Exercise input: Begin

//! Behavioral predictor trait.

use async_trait::async_trait;
use serde::{Deserialize, Serialize};

use crate::error::CoachResult;
use crate::types::{ActivityRecord, PredictionBundle, UserRecord, ValueRecord};

/// Source of per-user behavioral predictions.
///
/// Implementations may call a remote model service or compute heuristics
/// locally. Values outside their documented ranges are clamped by the engine.
#[cfg_attr(test, mockall::automock)]
#[async_trait]
pub trait Predictor: Send + Sync {
    /// Produce predictions from the user's record and recent history.
    async fn predict(
        &self,
        user: &UserRecord,
        activities: &[ActivityRecord],
        values: &[ValueRecord],
    ) -> CoachResult<PredictionBundle>;
}

/// Predictor configuration.
#[derive(Debug, Clone, Serialize, Deserialize)]
pub struct PredictorConfig {
    /// Endpoint of a remote prediction service.
    #[serde(skip_serializing_if = "Option::is_none")]
    pub base_url: Option<String>,
    /// Bearer token for the remote service.
    #[serde(skip_serializing_if = "Option::is_none")]
    pub api_key: Option<String>,
    /// Per-request timeout in seconds.
    #[serde(default = "default_timeout_secs")]
    pub timeout_secs: u64,
    /// Retries on transient failures.
    #[serde(default = "default_max_retries")]
    pub max_retries: usize,
}

fn default_timeout_secs() -> u64 {
    10
}

fn default_max_retries() -> usize {
    2
}

impl Default for PredictorConfig {
    fn default() -> Self {
        Self {
            base_url: None,
            api_key: None,
            timeout_secs: default_timeout_secs(),
            max_retries: default_max_retries(),
        }
    }
}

Exercise input: End

Return the listing. Match it exactly.

Solution to this exercise:
//! Behavioral predictor trait.

use async_trait::async_trait;
use serde::{Deserialize, Serialize};

use crate::error::CoachResult;
use crate::types::{ActivityRecord, PredictionBundle, UserRecord, ValueRecord};

/// Source of per-user behavioral predictions.
///
/// Implementations may call a remote model service or compute heuristics
/// locally. Values outside their documented ranges are clamped by the engine.
#[cfg_attr(test, mockall::automock)]
#[async_trait]
pub trait Predictor: Send + Sync {
    /// Produce predictions from the user's record and recent history.
    async fn predict(
        &self,
        user: &UserRecord,
        activities: &[ActivityRecord],
        values: &[ValueRecord],
    ) -> CoachResult<PredictionBundle>;
}

/// Predictor configuration.
#[derive(Debug, Clone, Serialize, Deserialize)]
pub struct PredictorConfig {
    /// Endpoint of a remote prediction service.
    #[serde(skip_serializing_if = "Option::is_none")]
    pub base_url: Option<String>,
    /// Bearer token for the remote service.
    #[serde(skip_serializing_if = "Option::is_none")]
    pub api_key: Option<String>,
    /// Per-request timeout in seconds.
    #[serde(default = "default_timeout_secs")]
    pub timeout_secs: u64,
    /// Retries on transient failures.
    #[serde(default = "default_max_retries")]
    pub max_retries: usize,
}

fn default_timeout_secs() -> u64 {
    10
}

fn default_max_retries() -> usize {
    2
}

impl Default for PredictorConfig {
    fn default() -> Self {
        Self {
            base_url: None,
            api_key: None,
            timeout_secs: default_timeout_secs(),
            max_retries: default_max_retries(),
        }
    }
}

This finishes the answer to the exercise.